Now, two UC scientists have developed a potentially easier way to peer into the abyss. Their imaging technique, described in the companion publications Physical Review Letters and Physical Review D, could allow astronomers to study black holes smaller than M87, a monster with a mass of 6.5 billion suns in galaxies more distant than M87, which is 55 million light years old and still relatively close to our Milky Way.
This technique has only two requirements. First, you need a pair of merging supermassive black holes. Second, you need to watch this pair closely. From this side view, as one black hole passes in front of the other, we should be able to see a bright flash of light because the bright ring of the farthest black hole is amplified by the nearer black hole, a phenomenon known as gravitational lensing.
The lensing effect is well known, but scientists have found a hidden signal here: a characteristic gradation corresponding to the “shadow” of the black hole behind it. This subtle eclipse can last from several hours to several days, depending on the mass of the black holes and the proximity of their orbits. Scientists say that if the duration of this eclipse is measured, the size and shape of the shadow cast by a black hole’s event horizon can be estimated.
It took years and enormous effort by dozens of scientists to produce a high-resolution image of M87’s black holes Says the book’s first author, Jordy Davelaar, a doctoral student at Columbia University and the Center for Computational Astrophysics at the Flatiron Institute. This approach only works for the largest and closest black holes – the pair at the core of M87 and potentially in our Milky Way.
He added that our technique measures the brightness of black holes over time, there is no need to spatially separate each object. It should be possible to find this signal in many galaxies.
The black hole’s shadow is both its most mysterious and most instructive feature. The dark spot tells us about the size of the black hole, the shape of the spacetime around it, and how matter falls into the black hole near its horizon Says co-author of the book, Zoltan Haiman, professor of physics at Columbia University.
Black hole shadows may also hold a secret about the true nature of gravity, one of the fundamental forces in our universe. Einstein’s theory of gravity, known as general relativity, predicts the size of black holes. Therefore, physicists seek them out to test alternative theories of gravity, trying to reconcile two competing concepts of how nature works: Einstein’s theory of general relativity, which explains large-scale phenomena such as planets in circle and the expanding universe, and quantum physics, which explains how tiny particles such as electrons and photons can be in multiple states at once.
Scientists became interested in bright supermassive black holes after spotting a suspicious pair of supermassive black holes at the center of a distant galaxy in the early universe. The Kepler space telescope, in search of planets, looked for small dips in brightness corresponding to the planet passing in front of its host star. Instead, Kepler detected flare-ups of what Haiman and his colleagues say are a pair of merged black holes.
They named the distant galaxy “Spikey” because of the spikes in brightness caused by its alleged black holes that grow larger with each full revolution due to lensing. To learn more about flares, Haiman built a model with his PhD student Davelaar.

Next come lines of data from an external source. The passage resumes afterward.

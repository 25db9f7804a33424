use crate::context::Context;
use crate::datastructures::{is_sorted_subset, sorted_difference, sorted_intersection};
use crate::datastructures::{sorted_intersects, sorted_union};
use crate::error::DecompositionError;
use crate::graph::{ConnectedComponents, DepthFirstComponents, GraphSeparator};
use crate::graph::{HashMapGraph, HyperedgeGraph, MinimumVertexSeparator, MutableGraph};
use crate::manipulation::{ManipulationOutcome, TreeDecompositionOperation};
use crate::tree_decomposition::{NodeId, TreeDecomposition};
use std::collections::VecDeque;

#[cfg(feature = "log")]
use log::debug;

/// Splits bags along separators of their local graph.
///
/// The local graph of a node is the primal graph induced by its bag plus a clique on the
/// intersection with every adjacent bag. If it has a separator S, the bag shrinks to S and
/// each component C of the remainder moves into a node with bag C ∪ S. Bags never grow.
#[derive(Debug)]
pub struct WidthReduction {
    restricted_to_largest_bags: bool,
    separator: Box<dyn GraphSeparator>,
    components: Box<dyn ConnectedComponents>,
}

impl Default for WidthReduction {
    fn default() -> Self {
        Self {
            restricted_to_largest_bags: true,
            separator: Box::new(MinimumVertexSeparator),
            components: Box::new(DepthFirstComponents),
        }
    }
}

impl WidthReduction {
    pub fn new() -> Self {
        Self::default()
    }

    impl_setter!(self, restricted_to_largest_bags, bool);
    impl_setter!(self, separator, Box<dyn GraphSeparator>);
    impl_setter!(self, components, Box<dyn ConnectedComponents>);

    fn local_graph(graph: &dyn HyperedgeGraph, td: &TreeDecomposition, node: NodeId) -> HashMapGraph {
        let bag = td.bag(node);
        let mut local = HashMapGraph::from_graph_induced(graph, bag);
        for neighbor in td.neighbors(node) {
            local.make_clique(&sorted_intersection(bag, td.bag(neighbor)));
        }
        local
    }

    /// Reduces the bag of `node` once. Returns `Ok(None)` if the bag cannot be split.
    pub fn reduce_node(
        &self,
        graph: &dyn HyperedgeGraph,
        td: &mut TreeDecomposition,
        node: NodeId,
    ) -> Result<Option<ManipulationOutcome>, DecompositionError> {
        td.check_node(node)?;
        Ok(self.split_bag(graph, td, node))
    }

    fn split_bag(
        &self,
        graph: &dyn HyperedgeGraph,
        td: &mut TreeDecomposition,
        node: NodeId,
    ) -> Option<ManipulationOutcome> {
        let bag = td.bag(node).to_vec();
        if bag.len() < 2 {
            return None;
        }
        let local = Self::local_graph(graph, td, node);
        if local.is_complete() {
            return None;
        }
        let separator = self.separator.compute_separator(&local, &bag);
        let rest = sorted_difference(&bag, &separator);
        let components = self.components.components(&local, &rest);
        if components.len() < 2 {
            return None;
        }

        let mut outcome = ManipulationOutcome::default();
        let neighbors = td.neighbors(node);
        let mut anchors = Vec::with_capacity(components.len());
        for component in components.iter() {
            let target = sorted_union(component, &separator);
            let anchor = match neighbors
                .iter()
                .copied()
                .find(|n| is_sorted_subset(&target, td.bag(*n)))
            {
                Some(anchor) => anchor,
                None => {
                    let induced = td.restricted_induced_edges(graph, node, &target);
                    let anchor = td.add_child(node, target, induced);
                    outcome.created.push(anchor);
                    anchor
                }
            };
            anchors.push(anchor);
        }

        let induced = td.restricted_induced_edges(graph, node, &separator);
        td.set_bag(node, separator.clone());
        td.set_induced_edges(node, induced);

        let parent = td.parent(node);
        for neighbor in neighbors {
            if anchors.contains(&neighbor) {
                continue;
            }
            let shared = sorted_intersection(&bag, td.bag(neighbor));
            let anchor = match components
                .iter()
                .position(|c| sorted_intersects(c, &shared))
            {
                Some(i) => anchors[i],
                None => continue,
            };
            if Some(neighbor) == parent {
                if td.parent(anchor) == Some(node) {
                    td.swap_with_parent(anchor);
                }
            } else {
                td.set_parent(neighbor, anchor);
            }
        }

        if let Some(target) = td
            .neighbors(node)
            .into_iter()
            .find(|n| is_sorted_subset(&separator, td.bag(*n)))
        {
            if td.parent(target) == Some(node) {
                for child in td.children(node).to_vec() {
                    if child != target {
                        td.set_parent(child, target);
                    }
                }
            }
            td.remove_node(node);
            outcome.removed.push(node);
        }
        Some(outcome)
    }
}

impl TreeDecompositionOperation for WidthReduction {
    fn apply(
        &self,
        graph: &dyn HyperedgeGraph,
        td: &mut TreeDecomposition,
        ctx: &Context,
    ) -> Result<ManipulationOutcome, DecompositionError> {
        let mut outcome = ManipulationOutcome::default();
        loop {
            let mut worklist: VecDeque<NodeId> = if self.restricted_to_largest_bags {
                td.largest_bags().into_iter().collect()
            } else {
                td.nodes().collect()
            };
            let mut changed = false;
            while let Some(node) = worklist.pop_front() {
                if ctx.is_terminated() {
                    return Ok(outcome);
                }
                if !td.is_node(node) {
                    continue;
                }
                if let Some(reduced) = self.split_bag(graph, td, node) {
                    changed = true;
                    if !self.restricted_to_largest_bags {
                        worklist.extend(reduced.created.iter().copied());
                        if td.is_node(node) {
                            worklist.push_back(node);
                        }
                    }
                    outcome.merge(reduced);
                }
            }
            if !changed {
                break;
            }
        }
        #[cfg(feature = "log")]
        debug!(
            "width reduction created {} and removed {} nodes",
            outcome.created.len(),
            outcome.removed.len()
        );
        Ok(outcome)
    }
}

#[cfg(test)]
mod tests {
    use crate::bucket_elimination::BucketElimination;
    use crate::context::Context;
    use crate::error::DecompositionError;
    use crate::graph::Hypergraph;
    use crate::heuristic_elimination_order::VertexOrdering;
    use crate::manipulation::{TreeDecompositionOperation, WidthReduction};
    use crate::tree_decomposition::TreeDecomposition;
    use rand::prelude::StdRng;
    use rand::{Rng, SeedableRng};

    fn bags(td: &TreeDecomposition) -> Vec<(usize, Vec<usize>)> {
        td.nodes().map(|n| (n, td.bag(n).to_vec())).collect()
    }

    #[test]
    fn splits_path_bag() {
        let mut graph = Hypergraph::new(4);
        graph.add_edge(0, 1);
        graph.add_edge(1, 2);
        graph.add_edge(2, 3);
        let mut td = TreeDecomposition::new();
        td.insert_root(vec![0, 1, 2, 3], vec![0, 1, 2]);
        assert_eq!(td.width(), 3);

        let outcome = WidthReduction::new()
            .apply(&graph, &mut td, &Context::new())
            .unwrap();
        assert!(!outcome.is_unchanged());
        assert_eq!(td.width(), 1);
        assert!(td.verify(&graph).is_ok());

        let before = bags(&td);
        let again = WidthReduction::new()
            .apply(&graph, &mut td, &Context::new())
            .unwrap();
        assert!(again.is_unchanged());
        assert_eq!(bags(&td), before);
    }

    #[test]
    fn complete_bag_is_kept() {
        let mut graph = Hypergraph::new(3);
        graph.add_hyperedge(vec![0, 1, 2]);
        let mut td = TreeDecomposition::new();
        let root = td.insert_root(vec![0, 1, 2], vec![0]);
        let outcome = WidthReduction::new()
            .apply(&graph, &mut td, &Context::new())
            .unwrap();
        assert!(outcome.is_unchanged());
        assert_eq!(td.bag(root), &[0, 1, 2]);
    }

    #[test]
    fn disconnected_bag_is_split() {
        let mut graph = Hypergraph::new(4);
        graph.add_edge(0, 1);
        graph.add_edge(2, 3);
        let mut td = TreeDecomposition::new();
        td.insert_root(vec![0, 1, 2, 3], vec![0, 1]);
        WidthReduction::new()
            .apply(&graph, &mut td, &Context::new())
            .unwrap();
        assert_eq!(td.max_bag_size(), 2);
        assert!(td.verify(&graph).is_ok());
    }

    #[test]
    fn never_increases_width_on_random_graphs() {
        for seed in 0..10 {
            let mut rng = StdRng::seed_from_u64(seed);
            let mut graph = Hypergraph::new(25);
            for _ in 0..45 {
                let u = rng.gen_range(0..25);
                let v = rng.gen_range(0..25);
                graph.add_edge(u, v);
            }
            // a poor ordering leaves room for improvement
            let ordering = VertexOrdering::new((0..25).collect());
            let mut td = BucketElimination::default()
                .compute_decomposition(&graph, &ordering, &mut rng, &Context::new())
                .unwrap()
                .unwrap();
            let before = td.max_bag_size();

            for restricted in [true, false].iter() {
                WidthReduction::new()
                    .restricted_to_largest_bags(*restricted)
                    .apply(&graph, &mut td, &Context::new())
                    .unwrap();
                assert!(td.max_bag_size() <= before);
                assert!(td.verify(&graph).is_ok());
            }
            let snapshot = bags(&td);
            let again = WidthReduction::new()
                .restricted_to_largest_bags(false)
                .apply(&graph, &mut td, &Context::new())
                .unwrap();
            assert!(again.is_unchanged());
            assert_eq!(bags(&td), snapshot);
        }
    }

    #[test]
    fn terminated_context_leaves_tree_unchanged() {
        let mut graph = Hypergraph::new(4);
        graph.add_edge(0, 1);
        graph.add_edge(2, 3);
        let mut td = TreeDecomposition::new();
        let root = td.insert_root(vec![0, 1, 2, 3], vec![0, 1]);
        let ctx = Context::new();
        ctx.terminate();
        let outcome = WidthReduction::new().apply(&graph, &mut td, &ctx).unwrap();
        assert!(outcome.is_unchanged());
        assert_eq!(td.bag(root), &[0, 1, 2, 3]);
    }

    #[test]
    fn reduce_node_rejects_unknown_nodes() {
        let mut graph = Hypergraph::new(4);
        graph.add_edge(0, 1);
        graph.add_edge(2, 3);
        let mut td = TreeDecomposition::new();
        let root = td.insert_root(vec![0, 1, 2, 3], vec![0, 1]);
        let reduction = WidthReduction::new();
        assert_eq!(
            reduction.reduce_node(&graph, &mut td, 7),
            Err(DecompositionError::UnknownNode(7))
        );
        assert_eq!(td.bag(root), &[0, 1, 2, 3]);

        let outcome = reduction.reduce_node(&graph, &mut td, root).unwrap().unwrap();
        assert!(!outcome.is_unchanged());
        assert!(td.verify(&graph).is_ok());
        for removed in outcome.removed {
            assert_eq!(
                reduction.reduce_node(&graph, &mut td, removed),
                Err(DecompositionError::UnknownNode(removed))
            );
        }
    }
}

However, they were confused when the pair of black holes they simulated caused an unexpected but periodic dip in brightness each time one rotated past the other. At first they thought it was a coding error. However, further verification led them to trust the signal.
Looking for a physical mechanism to explain this, they realized that each decrease in brightness corresponds to the time it takes for the black hole closest to the viewer to pass the shadow of the black hole behind it.

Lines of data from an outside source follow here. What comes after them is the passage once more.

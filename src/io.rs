use crate::graph::{BaseGraph, Hypergraph};
use crate::tree_decomposition::{NodeId, TreeDecomposition};
use fxhash::FxHashMap;
use std::convert::TryFrom;
use std::io;
use std::io::{BufRead, Write};

fn invalid_input(line: usize, message: &str) -> io::Error {
    io::Error::new(
        io::ErrorKind::InvalidInput,
        format!("line {}: {}", line, message),
    )
}

fn parse_numbers(line: &str, number: usize) -> Result<Vec<usize>, io::Error> {
    line.split_whitespace()
        .map(|s| s.parse().map_err(|_| invalid_input(number, "invalid number")))
        .collect()
}

/// Parses the `p tw <vertices> <edges>` header.
pub fn pace_p(line: &str, number: usize) -> Result<(usize, usize), io::Error> {
    let mut tokens = line.split_whitespace();
    if tokens.next() != Some("p") || tokens.next() != Some("tw") {
        return Err(invalid_input(number, "expected 'p tw <n> <m>'"));
    }
    let nums = parse_numbers(&tokens.collect::<Vec<_>>().join(" "), number)?;
    match nums.as_slice() {
        [n, m] => Ok((*n, *m)),
        _ => Err(invalid_input(number, "expected 'p tw <n> <m>'")),
    }
}

/// Parses an edge line. Ids are 1-based in the file and 0-based in the result.
pub fn pace_e(line: &str, number: usize, order: usize) -> Result<Vec<usize>, io::Error> {
    let nums = parse_numbers(line, number)?;
    if nums.len() < 2 {
        return Err(invalid_input(number, "an edge needs at least two vertices"));
    }
    nums.into_iter()
        .map(|v| {
            if v == 0 || v > order {
                Err(invalid_input(number, "vertex id out of range"))
            } else {
                Ok(v - 1)
            }
        })
        .collect()
}

/// Reads graphs in the PACE `.gr` format. Lines with more than two vertices are read as
/// hyperedges.
pub struct PaceReader<T: BufRead>(pub T);

impl<T: BufRead> TryFrom<PaceReader<T>> for Hypergraph {
    type Error = io::Error;

    fn try_from(reader: PaceReader<T>) -> Result<Self, Self::Error> {
        let reader = reader.0;
        let mut graph: Option<Hypergraph> = None;
        for (i, line) in reader.lines().enumerate() {
            let line = line?;
            let number = i + 1;
            let trimmed = line.trim();
            match trimmed.chars().next() {
                None | Some('c') => {}
                Some('p') => {
                    if graph.is_some() {
                        return Err(invalid_input(number, "duplicate header"));
                    }
                    let (n, _) = pace_p(trimmed, number)?;
                    graph = Some(Hypergraph::new(n));
                }
                _ => {
                    let graph = graph
                        .as_mut()
                        .ok_or_else(|| invalid_input(number, "edge before header"))?;
                    let elements = pace_e(trimmed, number, graph.order())?;
                    graph.add_hyperedge(elements);
                }
            }
        }
        graph.ok_or_else(|| invalid_input(0, "missing header"))
    }
}

/// Writes a decomposition in the PACE `.td` format. Nodes are numbered 1.. in pre-order.
pub struct PaceWriter<'a, W: Write> {
    td: &'a TreeDecomposition,
    graph: &'a dyn BaseGraph,
    writer: W,
}

impl<'a, W: Write> PaceWriter<'a, W> {
    pub fn new(td: &'a TreeDecomposition, graph: &'a dyn BaseGraph, writer: W) -> Self {
        Self { td, graph, writer }
    }

    pub fn output(mut self) -> io::Result<()> {
        let order: Vec<NodeId> = self.td.dfs().collect();
        let ids: FxHashMap<NodeId, usize> =
            order.iter().enumerate().map(|(i, n)| (*n, i + 1)).collect();

        writeln!(
            self.writer,
            "s td {} {} {}",
            order.len(),
            self.td.max_bag_size(),
            self.graph.order()
        )?;
        for node in order.iter() {
            write!(self.writer, "b {}", ids[node])?;
            for v in self.td.bag(*node) {
                write!(self.writer, " {}", v + 1)?;
            }
            writeln!(self.writer)?;
        }
        for node in order.iter() {
            if let Some(parent) = self.td.parent(*node) {
                writeln!(self.writer, "{} {}", ids[&parent], ids[node])?;
            }
        }
        self.writer.flush()
    }
}

#[cfg(test)]
mod tests {
    use crate::graph::{BaseGraph, HyperedgeGraph, Hypergraph};
    use crate::io::{PaceReader, PaceWriter};
    use crate::tree_decomposition::TreeDecomposition;
    use std::convert::TryFrom;
    use std::io::{Cursor, ErrorKind};

    #[test]
    fn reads_graph_with_hyperedges() {
        let input = "c a comment\np tw 5 3\n1 2\n2 3 4\n\nc trailing\n4 5\n";
        let graph = Hypergraph::try_from(PaceReader(Cursor::new(input))).unwrap();
        assert_eq!(graph.order(), 5);
        assert_eq!(graph.hyperedge_count(), 3);
        assert_eq!(graph.hyperedge(1).unwrap().elements(), &[1, 2, 3]);
        assert!(graph.has_edge(0, 1));
        assert!(graph.has_edge(1, 3));
        assert!(graph.has_edge(3, 4));
        assert!(!graph.has_edge(0, 4));
    }

    #[test]
    fn rejects_bad_input() {
        for input in [
            "1 2\n",
            "p tw 2 1\n1 3\n",
            "p tw 2 1\n0 1\n",
            "p tw 2 1\n1 x\n",
            "p tw 2 1\n1\n",
            "p td 2 1\n",
            "c nothing\n",
        ]
        .iter()
        {
            let result = Hypergraph::try_from(PaceReader(Cursor::new(*input)));
            assert_eq!(result.unwrap_err().kind(), ErrorKind::InvalidInput, "{}", input);
        }
    }

    #[test]
    fn writes_decomposition() {
        let mut graph = Hypergraph::new(3);
        graph.add_edge(0, 1);
        graph.add_edge(1, 2);
        let mut td = TreeDecomposition::new();
        let root = td.insert_root(vec![0, 1], vec![0]);
        td.add_child(root, vec![1, 2], vec![1]);

        let mut buffer = Vec::new();
        PaceWriter::new(&td, &graph, &mut buffer).output().unwrap();
        let output = String::from_utf8(buffer).unwrap();
        assert_eq!(output, "s td 2 2 3\nb 1 1 2\nb 2 2 3\n1 2\n");
    }
}
use crate::context::Context;
use crate::datastructures::{sorted_intersection, sorted_union};
use crate::error::DecompositionError;
use crate::graph::HyperedgeGraph;
use crate::manipulation::{ManipulationOutcome, TreeDecompositionOperation};
use crate::tree_decomposition::{NodeId, TreeDecomposition};

/// Turns every node with more than two children into a chain of binary join nodes.
#[derive(Debug, Clone, Copy, Default)]
pub struct JoinNodeReplacement;

impl JoinNodeReplacement {
    fn replace(
        graph: &dyn HyperedgeGraph,
        td: &mut TreeDecomposition,
        node: NodeId,
    ) -> Vec<NodeId> {
        let children = td.children(node).to_vec();
        let k = children.len();
        if k <= 2 {
            return Vec::new();
        }
        let bag = td.bag(node).to_vec();

        // required[i] = vertices of the bag still needed by children i..k
        let mut required = vec![Vec::new(); k];
        let mut union = Vec::new();
        for i in (0..k).rev() {
            union = sorted_union(&union, td.bag(children[i]));
            required[i] = sorted_intersection(&bag, &union);
        }

        let mut created = Vec::with_capacity(k - 2);
        let mut previous = node;
        for i in 1..=(k - 2) {
            let induced = td.restricted_induced_edges(graph, node, &required[i]);
            let intermediate = td.add_child(previous, required[i].clone(), induced);
            td.set_parent(children[i], intermediate);
            created.push(intermediate);
            previous = intermediate;
        }
        td.set_parent(children[k - 1], previous);
        created
    }
}

impl TreeDecompositionOperation for JoinNodeReplacement {
    fn apply(
        &self,
        graph: &dyn HyperedgeGraph,
        td: &mut TreeDecomposition,
        ctx: &Context,
    ) -> Result<ManipulationOutcome, DecompositionError> {
        let mut outcome = ManipulationOutcome::default();
        let nodes: Vec<NodeId> = td.nodes().collect();
        for node in nodes {
            if ctx.is_terminated() {
                break;
            }
            outcome.created.extend(Self::replace(graph, td, node));
        }
        Ok(outcome)
    }
}

#[cfg(test)]
mod tests {
    use crate::context::Context;
    use crate::graph::Hypergraph;
    use crate::manipulation::{JoinNodeReplacement, TreeDecompositionOperation};
    use crate::tree_decomposition::TreeDecomposition;

    #[test]
    fn splits_wide_join() {
        let mut graph = Hypergraph::new(6);
        for leaf in 2..6 {
            graph.add_hyperedge(vec![0, 1, leaf]);
        }
        let mut td = TreeDecomposition::new();
        let root = td.insert_root(vec![0, 1], vec![]);
        let children: Vec<_> = (2..6)
            .map(|leaf| td.add_child(root, vec![0, 1, leaf], vec![leaf - 2]))
            .collect();
        assert!(td.verify(&graph).is_ok());

        let outcome = JoinNodeReplacement
            .apply(&graph, &mut td, &Context::new())
            .unwrap();
        assert_eq!(outcome.created.len(), 2);
        assert_eq!(td.node_count(), 7);
        assert!(td.verify(&graph).is_ok());
        for node in td.nodes() {
            assert!(td.children(node).len() <= 2);
        }
        assert_eq!(td.children(root), &[children[0], outcome.created[0]]);
        assert_eq!(td.bag(outcome.created[0]), &[0, 1]);
        assert_eq!(td.parent(children[3]), Some(outcome.created[1]));

        let again = JoinNodeReplacement
            .apply(&graph, &mut td, &Context::new())
            .unwrap();
        assert!(again.is_unchanged());
    }

    #[test]
    fn bags_keep_only_required_vertices() {
        let mut graph = Hypergraph::new(5);
        graph.add_edge(0, 1);
        graph.add_edge(0, 2);
        graph.add_edge(0, 3);
        graph.add_edge(4, 4);
        let mut td = TreeDecomposition::new();
        let root = td.insert_root(vec![0, 1, 2, 3, 4], vec![3]);
        td.add_child(root, vec![0, 1], vec![0]);
        td.add_child(root, vec![0, 2], vec![1]);
        td.add_child(root, vec![0, 3], vec![2]);

        let outcome = JoinNodeReplacement
            .apply(&graph, &mut td, &Context::new())
            .unwrap();
        assert_eq!(outcome.created.len(), 1);
        assert_eq!(td.bag(outcome.created[0]), &[0, 2, 3]);
        assert!(td.induced_edges(outcome.created[0]).is_empty());
        assert!(td.verify(&graph).is_ok());
    }
}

Scientists are now looking for data from other telescopes to try to confirm the decline they saw in the Kepler data and to verify that Spikey is indeed hiding a pair of merged black holes. If everything is confirmed, the technique could be applied to several other suspected pairs of connected black holes out of about 150 that have been spotted so far and are awaiting confirmation.
Source: Columbia University
In the illustration: In the simulation of a supermassive black hole merger, the blueshifted black hole closest to the viewer enhances the redshifted black hole behind through gravitational lensing. Source: Jordy Davelaar.